= Space climate =

Branch of solar physics and aeronomy

Reconstruction of solar activity over 11,400 years. Period of equally high activity over 8,000 years ago marked.

Space climate is the long-term variation in solar activity within the heliosphere, including the solar wind, the Interplanetary magnetic field (IMF), and their effects in the near-Earth environment, including the magnetosphere of Earth and the ionosphere, the upper and lower atmosphere, climate, and other related systems. The scientific study of space climate is an interdisciplinary field of space physics, solar physics, heliophysics, and geophysics.
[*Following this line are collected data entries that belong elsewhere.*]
//! Translation from received messages to submittable ones.
//!
//! A received message carries read-only system attributes. To submit it again
//! the body is copied unchanged, the ordering fields an ordered queue demands
//! are set, and the remaining system attributes are carried over as plain
//! string message attributes.

use std::collections::BTreeMap;

use crate::batch::EntryId;
use crate::dedup;
use crate::message::{Message, SystemAttribute};
use crate::queue::QueueMode;

/// Delivery delay applied to messages sent to standard queues, so a redrive
/// into the queue being drained does not hand them straight back.
pub const DEFAULT_DELAY_SECONDS: i32 = 1;

/// Attributes copied as plain message attributes into an ordered queue.
const ORDERED_CARRIED: [SystemAttribute; 5] = [
    SystemAttribute::SentTimestamp,
    SystemAttribute::SequenceNumber,
    SystemAttribute::SenderId,
    SystemAttribute::ApproximateFirstReceiveTimestamp,
    SystemAttribute::ApproximateReceiveCount,
];

#[derive(Debug, Clone, PartialEq, Eq, thiserror::Error)]
pub enum MappingError {
    #[error("message {message_id} has no {attribute} attribute")]
    MissingAttribute {
        message_id: String,
        attribute: SystemAttribute,
    },
    #[error("message {message_id} has an empty {attribute} attribute")]
    EmptyAttribute {
        message_id: String,
        attribute: SystemAttribute,
    },
}

/// The outbound representation of a message, built fresh for each send.
#[derive(Clone, Debug, PartialEq, Eq)]
pub struct OutboundMessage {
    /// Batch entry id, unique within one send call
    pub id: EntryId,
    /// Id of the received message this was built from
    pub source_message_id: String,
    pub body: String,
    pub delay_seconds: Option<i32>,
    pub group_id: Option<String>,
    pub deduplication_id: Option<String>,
    /// String-typed message attributes
    pub attributes: BTreeMap<String, String>,
}

#[derive(Clone, Debug)]
pub struct AttributeMapper {
    delay_seconds: i32,
}

impl Default for AttributeMapper {
    fn default() -> Self {
        Self {
            delay_seconds: DEFAULT_DELAY_SECONDS,
        }
    }
}

impl AttributeMapper {
    pub fn with_delay(delay_seconds: i32) -> Self {
        Self { delay_seconds }
    }

    /// Builds the payload for sending `message` into a queue of mode
    /// `destination`.
    ///
    /// Fails, without building anything, when an attribute the destination
    /// needs is missing from the source message.
    pub fn map(
        &self,
        message: &Message,
        destination: QueueMode,
        id: EntryId,
    ) -> Result<OutboundMessage, MappingError> {
        let mut outbound = OutboundMessage {
            id,
            source_message_id: message.message_id.clone(),
            body: message.body.clone(),
            delay_seconds: None,
            group_id: None,
            deduplication_id: None,
            attributes: BTreeMap::new(),
        };

        match destination {
            QueueMode::Standard => {
                let sent = required(message, SystemAttribute::SentTimestamp)?;
                outbound
                    .attributes
                    .insert(SystemAttribute::SentTimestamp.as_str().to_string(), sent.to_string());
                outbound.delay_seconds = Some(self.delay_seconds);
            }
            QueueMode::Ordered => {
                let group_id = required(message, SystemAttribute::MessageGroupId)?;
                if group_id.is_empty() {
                    return Err(MappingError::EmptyAttribute {
                        message_id: message.message_id.clone(),
                        attribute: SystemAttribute::MessageGroupId,
                    });
                }

                for attribute in ORDERED_CARRIED {
                    let value = required(message, attribute)?;
                    outbound
                        .attributes
                        .insert(attribute.as_str().to_string(), value.to_string());
                }
                outbound.attributes.insert(
                    SystemAttribute::MessageGroupId.as_str().to_string(),
                    group_id.to_string(),
                );

                outbound.group_id = Some(group_id.to_string());
                // the original id may still be inside the broker's dedup window
                outbound.deduplication_id = Some(dedup::fresh_deduplication_id(
                    message.attribute(SystemAttribute::MessageDeduplicationId),
                ));
            }
        }

        Ok(outbound)
    }
}

fn required(message: &Message, attribute: SystemAttribute) -> Result<&str, MappingError> {
    message
        .attribute(attribute)
        .ok_or_else(|| MappingError::MissingAttribute {
            message_id: message.message_id.clone(),
            attribute,
        })
}
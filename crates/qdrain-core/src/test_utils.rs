//! In-memory queue service for unit tests.

use std::collections::{HashMap, HashSet, VecDeque};
use std::sync::Mutex;

use crate::batch::EntryId;
use crate::mapper::OutboundMessage;
use crate::message::{Message, SystemAttribute};
use crate::queue::{Queue, QueueMode};
use crate::transport::{
    BatchOutcome, ItemFailure, QueueTransport, Receipt, TransportError, MAX_BATCH,
};

pub fn standard_message(id: &str, body: &str, sent: &str) -> Message {
    Message::new(id, format!("receipt-{id}"), body).with_attribute(SystemAttribute::SentTimestamp, sent)
}

pub fn fifo_message(id: &str, body: &str, group: &str, dedup: &str, seq: &str, sent: &str) -> Message {
    standard_message(id, body, sent)
        .with_attribute(SystemAttribute::MessageGroupId, group)
        .with_attribute(SystemAttribute::MessageDeduplicationId, dedup)
        .with_attribute(SystemAttribute::SequenceNumber, seq)
        .with_attribute(SystemAttribute::SenderId, "AIDATEST")
        .with_attribute(SystemAttribute::ApproximateFirstReceiveTimestamp, sent)
        .with_attribute(SystemAttribute::ApproximateReceiveCount, "1")
}

pub fn outbound(index: usize, body: &str) -> OutboundMessage {
    OutboundMessage {
        id: EntryId::for_index(index),
        source_message_id: format!("src-{index}"),
        body: body.to_string(),
        delay_seconds: Some(1),
        group_id: None,
        deduplication_id: None,
        attributes: Default::default(),
    }
}

struct MemoryQueue {
    mode: QueueMode,
    visible: VecDeque<Message>,
    /// Received but not yet deleted, keyed by receipt handle
    in_flight: HashMap<String, Message>,
    seen_dedup_ids: HashSet<String>,
    sequence: u64,
}

#[derive(Default)]
struct State {
    queues: HashMap<String, MemoryQueue>,
    next_id: u64,
    mode_lookups: usize,
    send_calls: usize,
    failing_send_calls: HashSet<usize>,
    rejected_bodies: HashSet<String>,
    undeletable: HashSet<String>,
    unanswered: HashSet<String>,
    fail_delete_calls: bool,
    fail_receive: bool,
    expire_on_receive: bool,
}

/// A queue service kept in memory.
///
/// Visibility timeouts never expire on their own; call
/// [`MemoryTransport::expire_visibility`] to make in-flight messages
/// receivable again.
#[derive(Default)]
pub struct MemoryTransport {
    state: Mutex<State>,
}

impl MemoryTransport {
    pub fn new() -> Self {
        Self::default()
    }

    pub fn url_of(name: &str) -> String {
        format!("memory://queues/{name}")
    }

    pub fn create_queue(&self, name: &str, mode: QueueMode) -> String {
        let mut state = self.state.lock().unwrap();
        state.queues.insert(
            Self::url_of(name),
            MemoryQueue {
                mode,
                visible: VecDeque::new(),
                in_flight: HashMap::new(),
                seen_dedup_ids: HashSet::new(),
                sequence: 0,
            },
        );
        Self::url_of(name)
    }

    pub async fn open(&self, name: &str, mode: QueueMode) -> Queue {
        self.create_queue(name, mode);
        Queue::open(self, name).await.unwrap()
    }

    /// Puts a message on a queue as if a producer had sent it.
    pub fn produce(&self, name: &str, body: &str, group: Option<&str>) -> String {
        let mut state = self.state.lock().unwrap();
        state.next_id += 1;
        let id = format!("msg-{}", state.next_id);
        let queue = state.queues.get_mut(&Self::url_of(name)).unwrap();
        queue.sequence += 1;

        let mut message = Message::new(id.clone(), "", body)
            .with_attribute(SystemAttribute::SentTimestamp, format!("{}", 1_700_000_000_000u64 + queue.sequence))
            .with_attribute(SystemAttribute::SenderId, "AIDATEST");
        if queue.mode.is_ordered() {
            message = message
                .with_attribute(SystemAttribute::MessageGroupId, group.unwrap_or("default"))
                .with_attribute(SystemAttribute::MessageDeduplicationId, format!("dedup-{id}"))
                .with_attribute(SystemAttribute::SequenceNumber, queue.sequence.to_string());
        }
        queue.visible.push_back(message);
        id
    }

    /// Puts an already built message on a queue, attributes untouched.
    pub fn produce_raw(&self, name: &str, message: Message) {
        let mut state = self.state.lock().unwrap();
        let queue = state.queues.get_mut(&Self::url_of(name)).unwrap();
        queue.visible.push_back(message);
    }

    /// Makes every in-flight message visible again.
    pub fn expire_visibility(&self, name: &str) {
        let mut state = self.state.lock().unwrap();
        let queue = state.queues.get_mut(&Self::url_of(name)).unwrap();
        let expired: Vec<Message> = queue.in_flight.drain().map(|(_, m)| m).collect();
        queue.visible.extend(expired);
    }

    /// Every message on the queue, visible or in flight.
    pub fn messages(&self, name: &str) -> Vec<Message> {
        let state = self.state.lock().unwrap();
        let queue = &state.queues[&Self::url_of(name)];
        queue
            .visible
            .iter()
            .chain(queue.in_flight.values())
            .cloned()
            .collect()
    }

    pub fn bodies(&self, name: &str) -> Vec<String> {
        self.messages(name).into_iter().map(|m| m.body).collect()
    }

    pub fn mode_lookups(&self) -> usize {
        self.state.lock().unwrap().mode_lookups
    }

    pub fn send_calls(&self) -> usize {
        self.state.lock().unwrap().send_calls
    }

    /// Makes the `n`-th send call (zero based) fail as a whole.
    pub fn fail_send_call(&self, n: usize) {
        self.state.lock().unwrap().failing_send_calls.insert(n);
    }

    /// Refuses any sent entry with this body.
    pub fn reject_body(&self, body: &str) {
        self.state.lock().unwrap().rejected_bodies.insert(body.to_string());
    }

    /// Refuses to delete the message with this id.
    pub fn fail_delete_of(&self, message_id: &str) {
        self.state.lock().unwrap().undeletable.insert(message_id.to_string());
    }

    /// Leaves the message with this id out of both lists of the delete
    /// outcome, without deleting it.
    pub fn omit_delete_result_of(&self, message_id: &str) {
        self.state.lock().unwrap().unanswered.insert(message_id.to_string());
    }

    pub fn fail_delete_calls(&self) {
        self.state.lock().unwrap().fail_delete_calls = true;
    }

    /// Returns in-flight messages to the queue before every receive, as if
    /// their visibility timeout had elapsed.
    pub fn expire_on_receive(&self) {
        self.state.lock().unwrap().expire_on_receive = true;
    }

    pub fn fail_receive(&self) {
        self.state.lock().unwrap().fail_receive = true;
    }
}

#[async_trait::async_trait]
impl QueueTransport for MemoryTransport {
    async fn resolve(&self, name: &str) -> Result<String, TransportError> {
        let url = Self::url_of(name);
        if self.state.lock().unwrap().queues.contains_key(&url) {
            Ok(url)
        } else {
            Err(TransportError::Resolve {
                name: name.to_string(),
                reason: "AWS.SimpleQueueService.NonExistentQueue".to_string(),
            })
        }
    }

    async fn mode(&self, url: &str) -> Result<QueueMode, TransportError> {
        let mut state = self.state.lock().unwrap();
        state.mode_lookups += 1;
        state
            .queues
            .get(url)
            .map(|q| q.mode)
            .ok_or_else(|| TransportError::Attributes {
                url: url.to_string(),
                reason: "no such queue".to_string(),
            })
    }

    async fn receive(&self, url: &str, max: usize) -> Result<Vec<Message>, TransportError> {
        let mut state = self.state.lock().unwrap();
        if state.fail_receive {
            return Err(TransportError::Receive {
                url: url.to_string(),
                reason: "connection refused".to_string(),
            });
        }
        state.next_id += 1;
        let receive_id = state.next_id;
        let expire = state.expire_on_receive;
        let queue = state.queues.get_mut(url).unwrap();
        if expire {
            let mut expired: Vec<Message> = queue.in_flight.drain().map(|(_, m)| m).collect();
            expired.sort_by(|a, b| a.message_id.cmp(&b.message_id));
            queue.visible.extend(expired);
        }

        let mut received = Vec::new();
        while received.len() < max.min(MAX_BATCH) {
            let Some(mut message) = queue.visible.pop_front() else {
                break;
            };
            let count = message
                .attribute(SystemAttribute::ApproximateReceiveCount)
                .and_then(|c| c.parse::<u64>().ok())
                .unwrap_or(0);
            if message
                .attribute(SystemAttribute::ApproximateFirstReceiveTimestamp)
                .is_none()
            {
                message = message.with_attribute(
                    SystemAttribute::ApproximateFirstReceiveTimestamp,
                    (1_750_000_000_000u64 + receive_id).to_string(),
                );
            }
            message = message.with_attribute(SystemAttribute::ApproximateReceiveCount, (count + 1).to_string());
            message.receipt_handle = format!("receipt-{}-{}", message.message_id, receive_id);
            queue
                .in_flight
                .insert(message.receipt_handle.clone(), message.clone());
            received.push(message);
        }
        Ok(received)
    }

    async fn delete_batch(
        &self,
        url: &str,
        receipts: &[Receipt],
    ) -> Result<BatchOutcome, TransportError> {
        let mut state = self.state.lock().unwrap();
        if state.fail_delete_calls {
            return Err(TransportError::Delete {
                url: url.to_string(),
                reason: "throttled".to_string(),
            });
        }
        let undeletable = state.undeletable.clone();
        let unanswered = state.unanswered.clone();
        let queue = state.queues.get_mut(url).unwrap();

        let mut outcome = BatchOutcome::default();
        for receipt in receipts {
            let silent = queue
                .in_flight
                .get(&receipt.receipt_handle)
                .is_some_and(|m| unanswered.contains(&m.message_id));
            if silent {
                continue;
            }
            let deletable = queue
                .in_flight
                .get(&receipt.receipt_handle)
                .map(|m| !undeletable.contains(&m.message_id));
            match deletable {
                Some(true) => {
                    queue.in_flight.remove(&receipt.receipt_handle);
                    outcome.successful.push(receipt.id.clone());
                }
                _ => outcome.failed.push(ItemFailure {
                    id: receipt.id.clone(),
                    code: "ReceiptHandleIsInvalid".to_string(),
                    message: None,
                    sender_fault: true,
                }),
            }
        }
        Ok(outcome)
    }

    async fn send_batch(
        &self,
        url: &str,
        messages: &[OutboundMessage],
    ) -> Result<BatchOutcome, TransportError> {
        let mut state = self.state.lock().unwrap();
        let call = state.send_calls;
        state.send_calls += 1;
        if state.failing_send_calls.contains(&call) {
            return Err(TransportError::Send {
                url: url.to_string(),
                reason: "service unavailable".to_string(),
            });
        }
        assert!(messages.len() <= MAX_BATCH, "batch over the per-call limit");

        let rejected_bodies = state.rejected_bodies.clone();
        state.next_id += 1;
        let base = state.next_id;
        let queue = state.queues.get_mut(url).unwrap();

        let mut outcome = BatchOutcome::default();
        for (i, outbound) in messages.iter().enumerate() {
            let invalid = if rejected_bodies.contains(&outbound.body) {
                Some("InvalidMessageContents")
            } else if queue.mode.is_ordered()
                && (outbound.group_id.is_none() || outbound.deduplication_id.is_none())
            {
                Some("MissingParameter")
            } else if !queue.mode.is_ordered() && outbound.group_id.is_some() {
                Some("InvalidParameterValue")
            } else {
                None
            };
            if let Some(code) = invalid {
                outcome.failed.push(ItemFailure {
                    id: outbound.id.clone(),
                    code: code.to_string(),
                    message: None,
                    sender_fault: true,
                });
                continue;
            }
            outcome.successful.push(outbound.id.clone());

            if let Some(dedup) = &outbound.deduplication_id {
                // collapsed inside the deduplication window
                if !queue.seen_dedup_ids.insert(dedup.clone()) {
                    continue;
                }
            }

            queue.sequence += 1;
            let mut message = Message::new(format!("msg-{base}-{i}"), "", outbound.body.clone())
                .with_attribute(SystemAttribute::SentTimestamp, (1_800_000_000_000u64 + queue.sequence).to_string())
                .with_attribute(SystemAttribute::SenderId, "AIDATEST");
            if let (Some(group), Some(dedup)) = (&outbound.group_id, &outbound.deduplication_id) {
                message = message
                    .with_attribute(SystemAttribute::MessageGroupId, group.clone())
                    .with_attribute(SystemAttribute::MessageDeduplicationId, dedup.clone())
                    .with_attribute(SystemAttribute::SequenceNumber, queue.sequence.to_string());
            }
            queue.visible.push_back(message);
        }
        Ok(outcome)
    }

    async fn list_queues(&self, prefix: Option<&str>) -> Result<Vec<String>, TransportError> {
        let state = self.state.lock().unwrap();
        let base = Self::url_of("");
        let mut urls: Vec<String> = state
            .queues
            .keys()
            .filter(|url| {
                url.strip_prefix(&base)
                    .is_some_and(|name| name.starts_with(prefix.unwrap_or("")))
            })
            .cloned()
            .collect();
        urls.sort();
        Ok(urls)
    }
}
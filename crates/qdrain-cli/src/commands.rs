use std::io::{self, BufWriter};

use anyhow::{bail, Context};
use qdrain::{
    AttributeMapper, CsvSink, DrainReport, Drainer, JsonLinesSink, Queue, QueueSink,
    QueueTransport, Settings, Sink, SqsTransport, Tee, TransferPolicy,
};

use crate::Format;

/// Builds the transport. Fails before any queue call when credentials are
/// missing.
pub async fn connect(region: Option<&str>, endpoint: Option<&str>) -> anyhow::Result<SqsTransport> {
    let settings = Settings::from_env(region, endpoint)?;
    Ok(SqsTransport::from_config(settings.load().await))
}

async fn open(transport: &SqsTransport, name: &str) -> anyhow::Result<Queue> {
    Queue::open(transport, name)
        .await
        .with_context(|| format!("cannot open queue '{name}'"))
}

fn warn_about_delete_failures(report: &DrainReport, queue: &Queue) {
    if !report.delete_failures.is_empty() {
        log::warn!(
            "{} messages could not be deleted from {} and will be drained again by a later run",
            report.delete_failures.len(),
            queue.name
        );
    }
}

pub async fn drain_to_table(
    transport: &SqsTransport,
    queue: &str,
    format: Format,
    restore: bool,
    batch_size: usize,
) -> anyhow::Result<()> {
    let source = open(transport, queue).await?;
    let out = BufWriter::new(io::stdout());

    let render: Box<dyn Sink + '_> = match format {
        Format::Csv => Box::new(CsvSink::new(out, source.mode)?),
        Format::Jsonl => Box::new(JsonLinesSink::new(out)),
    };

    let drainer = Drainer::new(transport, &source).batch_size(batch_size);
    let report = if restore {
        // the restored copies must not be received again by this same run
        let restore = QueueSink::new(
            transport,
            &source,
            AttributeMapper::default(),
            TransferPolicy::DeferredSend,
        );
        drainer.run(&mut Tee::new(render, restore)).await?
    } else {
        let mut render = render;
        drainer.run(&mut render).await?
    };

    warn_about_delete_failures(&report, &source);
    if restore && !report.rejected.is_empty() {
        log::warn!(
            "{} messages could not be restored and were left on {}",
            report.rejected.len(),
            source.name
        );
    }
    Ok(())
}

pub async fn redrive(
    transport: &SqsTransport,
    from: &str,
    to: &str,
    deferred: bool,
    delay_seconds: i32,
) -> anyhow::Result<()> {
    let source = open(transport, from).await?;
    let destination = open(transport, to).await?;

    let mut policy = if deferred {
        TransferPolicy::DeferredSend
    } else {
        TransferPolicy::ConfirmedSend
    };
    if source.url == destination.url && policy == TransferPolicy::ConfirmedSend {
        log::warn!("source and destination are the same queue, sending only after it is drained");
        policy = TransferPolicy::DeferredSend;
    }

    let mut sink = QueueSink::new(
        transport,
        &destination,
        AttributeMapper::with_delay(delay_seconds),
        policy,
    );
    let report = Drainer::new(transport, &source)
        .run(&mut sink)
        .await
        .with_context(|| format!("redrive from {} to {} failed", source.name, destination.name))?;

    warn_about_delete_failures(&report, &source);

    for item in &report.rejected {
        log::error!("message {} was not transferred: {}", item.message_id, item.error);
    }
    let untransferred = report.rejected.len() + report.unconfirmed.len();
    if untransferred > 0 {
        let detail = report
            .transfer
            .as_ref()
            .map(|t| format!(" ({t})"))
            .unwrap_or_default();
        bail!(
            "{untransferred} messages were not transferred to {} and remain on {}{detail}",
            destination.name,
            source.name
        );
    }

    Ok(())
}

pub async fn list(transport: &SqsTransport, prefix: Option<&str>) -> anyhow::Result<()> {
    for url in transport.list_queues(prefix).await? {
        println!("{url}");
    }
    Ok(())
}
It is thus conceptually related to terrestrial climatology, and its effects on the atmosphere of Earth are considered in climate science.

== Background ==
Space climatology considers long-term (longer than the latitudinally variable 27-day solar rotation period, through the 11-year solar cycle and beyond, up to and
exceeding millennia) variability of solar indices, cosmic ray, heliospheric parameters, and the induced geomagnetic, ionospheric, atmospheric, and climate effects. It studies mechanisms and physical processes responsible for their variability in the past with projections into the future. It is a broader and more general concept than space weather, to which it is related like the conventional climate and weather.

In addition to real-time solar observations, the field of research also covers analysis of historical space climate data. This has included analysis and reconstruction that has allowed solar wind and heliospheric magnetic field strengths to be determined from back to 1611.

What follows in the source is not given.